**YOUR INSTRUCTIONS:** The complete set of records below must be repeated precisely as given.

Saved entries:
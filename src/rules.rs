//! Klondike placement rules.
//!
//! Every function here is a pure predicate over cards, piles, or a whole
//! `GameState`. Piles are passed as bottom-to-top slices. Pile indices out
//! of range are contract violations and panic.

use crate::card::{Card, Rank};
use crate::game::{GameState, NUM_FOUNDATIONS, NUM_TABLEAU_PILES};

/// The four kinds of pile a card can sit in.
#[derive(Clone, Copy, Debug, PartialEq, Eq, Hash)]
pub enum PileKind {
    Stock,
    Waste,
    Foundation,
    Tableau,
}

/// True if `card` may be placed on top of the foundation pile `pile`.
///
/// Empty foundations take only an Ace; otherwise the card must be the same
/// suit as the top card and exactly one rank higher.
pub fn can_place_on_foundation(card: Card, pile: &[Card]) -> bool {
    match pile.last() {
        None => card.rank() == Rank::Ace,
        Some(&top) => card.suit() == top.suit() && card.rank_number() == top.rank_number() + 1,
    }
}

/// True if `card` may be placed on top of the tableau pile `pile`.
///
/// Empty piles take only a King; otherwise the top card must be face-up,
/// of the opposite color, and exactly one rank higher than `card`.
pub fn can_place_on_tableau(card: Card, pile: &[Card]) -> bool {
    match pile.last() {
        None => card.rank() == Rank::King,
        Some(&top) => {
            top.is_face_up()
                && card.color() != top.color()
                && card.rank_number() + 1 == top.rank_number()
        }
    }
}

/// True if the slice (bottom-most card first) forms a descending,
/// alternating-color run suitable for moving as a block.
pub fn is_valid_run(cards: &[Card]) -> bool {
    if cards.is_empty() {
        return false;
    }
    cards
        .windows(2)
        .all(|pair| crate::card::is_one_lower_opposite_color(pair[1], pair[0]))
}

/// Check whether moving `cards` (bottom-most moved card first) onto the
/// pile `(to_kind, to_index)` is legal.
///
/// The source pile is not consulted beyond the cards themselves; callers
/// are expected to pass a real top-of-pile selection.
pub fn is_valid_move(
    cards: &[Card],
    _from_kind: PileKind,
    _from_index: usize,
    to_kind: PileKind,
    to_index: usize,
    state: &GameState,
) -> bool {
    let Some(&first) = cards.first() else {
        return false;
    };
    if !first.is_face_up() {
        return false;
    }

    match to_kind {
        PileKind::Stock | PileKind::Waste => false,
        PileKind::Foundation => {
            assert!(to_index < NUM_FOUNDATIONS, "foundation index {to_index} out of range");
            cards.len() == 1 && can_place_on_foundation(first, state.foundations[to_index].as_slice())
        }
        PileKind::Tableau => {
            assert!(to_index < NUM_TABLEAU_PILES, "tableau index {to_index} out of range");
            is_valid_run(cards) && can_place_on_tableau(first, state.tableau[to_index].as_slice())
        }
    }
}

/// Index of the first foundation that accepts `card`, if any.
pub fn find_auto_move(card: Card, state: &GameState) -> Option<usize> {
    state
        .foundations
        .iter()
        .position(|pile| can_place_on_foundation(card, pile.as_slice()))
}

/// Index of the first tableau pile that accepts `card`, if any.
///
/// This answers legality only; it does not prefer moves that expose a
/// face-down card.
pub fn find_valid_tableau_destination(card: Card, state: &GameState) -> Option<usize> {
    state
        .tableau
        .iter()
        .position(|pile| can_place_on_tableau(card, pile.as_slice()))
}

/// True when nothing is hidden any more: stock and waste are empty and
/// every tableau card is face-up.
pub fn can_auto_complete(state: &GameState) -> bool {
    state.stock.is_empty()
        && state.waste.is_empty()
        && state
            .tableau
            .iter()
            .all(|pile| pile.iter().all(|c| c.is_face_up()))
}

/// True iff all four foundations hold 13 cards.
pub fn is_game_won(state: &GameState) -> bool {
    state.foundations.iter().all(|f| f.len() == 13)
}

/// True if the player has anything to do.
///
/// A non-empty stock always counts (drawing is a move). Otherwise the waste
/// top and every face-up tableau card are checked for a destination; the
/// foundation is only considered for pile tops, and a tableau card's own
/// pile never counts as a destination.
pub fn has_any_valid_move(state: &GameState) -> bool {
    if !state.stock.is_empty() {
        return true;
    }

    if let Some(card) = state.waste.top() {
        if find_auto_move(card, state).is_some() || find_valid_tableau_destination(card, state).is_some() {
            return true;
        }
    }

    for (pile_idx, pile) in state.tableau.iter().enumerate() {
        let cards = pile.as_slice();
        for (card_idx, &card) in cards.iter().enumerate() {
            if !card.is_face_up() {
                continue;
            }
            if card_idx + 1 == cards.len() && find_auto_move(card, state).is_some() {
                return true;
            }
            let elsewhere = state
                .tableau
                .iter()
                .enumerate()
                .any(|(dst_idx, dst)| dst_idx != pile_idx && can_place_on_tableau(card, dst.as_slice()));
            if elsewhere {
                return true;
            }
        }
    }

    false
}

**ANSWER:**
filename src/rules.rs
//! Klondike placement rules.
//!
//! Every function here is a pure predicate over cards, piles, or a whole
//! `GameState`. Piles are passed as bottom-to-top slices. Pile indices out
//! of range are contract violations and panic.

use crate::card::{Card, Rank};
use crate::game::{GameState, NUM_FOUNDATIONS, NUM_TABLEAU_PILES};

/// The four kinds of pile a card can sit in.
#[derive(Clone, Copy, Debug, PartialEq, Eq, Hash)]
pub enum PileKind {
    Stock,
    Waste,
    Foundation,
    Tableau,
}

/// True if `card` may be placed on top of the foundation pile `pile`.
///
/// Empty foundations take only an Ace; otherwise the card must be the same
/// suit as the top card and exactly one rank higher.
pub fn can_place_on_foundation(card: Card, pile: &[Card]) -> bool {
    match pile.last() {
        None => card.rank() == Rank::Ace,
        Some(&top) => card.suit() == top.suit() && card.rank_number() == top.rank_number() + 1,
    }
}

/// True if `card` may be placed on top of the tableau pile `pile`.
///
/// Empty piles take only a King; otherwise the top card must be face-up,
/// of the opposite color, and exactly one rank higher than `card`.
pub fn can_place_on_tableau(card: Card, pile: &[Card]) -> bool {
    match pile.last() {
        None => card.rank() == Rank::King,
        Some(&top) => {
            top.is_face_up()
                && card.color() != top.color()
                && card.rank_number() + 1 == top.rank_number()
        }
    }
}

/// True if the slice (bottom-most card first) forms a descending,
/// alternating-color run suitable for moving as a block.
pub fn is_valid_run(cards: &[Card]) -> bool {
    if cards.is_empty() {
        return false;
    }
    cards
        .windows(2)
        .all(|pair| crate::card::is_one_lower_opposite_color(pair[1], pair[0]))
}

/// Check whether moving `cards` (bottom-most moved card first) onto the
/// pile `(to_kind, to_index)` is legal.
///
/// The source pile is not consulted beyond the cards themselves; callers
/// are expected to pass a real top-of-pile selection.
pub fn is_valid_move(
    cards: &[Card],
    _from_kind: PileKind,
    _from_index: usize,
    to_kind: PileKind,
    to_index: usize,
    state: &GameState,
) -> bool {
    let Some(&first) = cards.first() else {
        return false;
    };
    if !first.is_face_up() {
        return false;
    }

    match to_kind {
        PileKind::Stock | PileKind::Waste => false,
        PileKind::Foundation => {
            assert!(to_index < NUM_FOUNDATIONS, "foundation index {to_index} out of range");
            cards.len() == 1 && can_place_on_foundation(first, state.foundations[to_index].as_slice())
        }
        PileKind::Tableau => {
            assert!(to_index < NUM_TABLEAU_PILES, "tableau index {to_index} out of range");
            is_valid_run(cards) && can_place_on_tableau(first, state.tableau[to_index].as_slice())
        }
    }
}

/// Index of the first foundation that accepts `card`, if any.
pub fn find_auto_move(card: Card, state: &GameState) -> Option<usize> {
    state
        .foundations
        .iter()
        .position(|pile| can_place_on_foundation(card, pile.as_slice()))
}

/// Index of the first tableau pile that accepts `card`, if any.
///
/// This answers legality only; it does not prefer moves that expose a
/// face-down card.
pub fn find_valid_tableau_destination(card: Card, state: &GameState) -> Option<usize> {
    state
        .tableau
        .iter()
        .position(|pile| can_place_on_tableau(card, pile.as_slice()))
}

/// True when nothing is hidden any more: stock and waste are empty and
/// every tableau card is face-up.
pub fn can_auto_complete(state: &GameState) -> bool {
    state.stock.is_empty()
        && state.waste.is_empty()
        && state
            .tableau
            .iter()
            .all(|pile| pile.iter().all(|c| c.is_face_up()))
}

/// True iff all four foundations hold 13 cards.
pub fn is_game_won(state: &GameState) -> bool {
    state.foundations.iter().all(|f| f.len() == 13)
}

/// True if the player has anything to do.
///
/// A non-empty stock always counts (drawing is a move). Otherwise the waste
/// top and every face-up tableau card are checked for a destination; the
/// foundation is only considered for pile tops, and a tableau card's own
/// pile never counts as a destination.
pub fn has_any_valid_move(state: &GameState) -> bool {
    if !state.stock.is_empty() {
        return true;
    }

    if let Some(card) = state.waste.top() {
        if find_auto_move(card, state).is_some() || find_valid_tableau_destination(card, state).is_some() {
            return true;
        }
    }

    for (pile_idx, pile) in state.tableau.iter().enumerate() {
        let cards = pile.as_slice();
        for (card_idx, &card) in cards.iter().enumerate() {
            if !card.is_face_up() {
                continue;
            }
            if card_idx + 1 == cards.len() && find_auto_move(card, state).is_some() {
                return true;
            }
            let elsewhere = state
                .tableau
                .iter()
                .enumerate()
                .any(|(dst_idx, dst)| dst_idx != pile_idx && can_place_on_tableau(card, dst.as_slice()));
            if elsewhere {
                return true;
            }
        }
    }

    false
}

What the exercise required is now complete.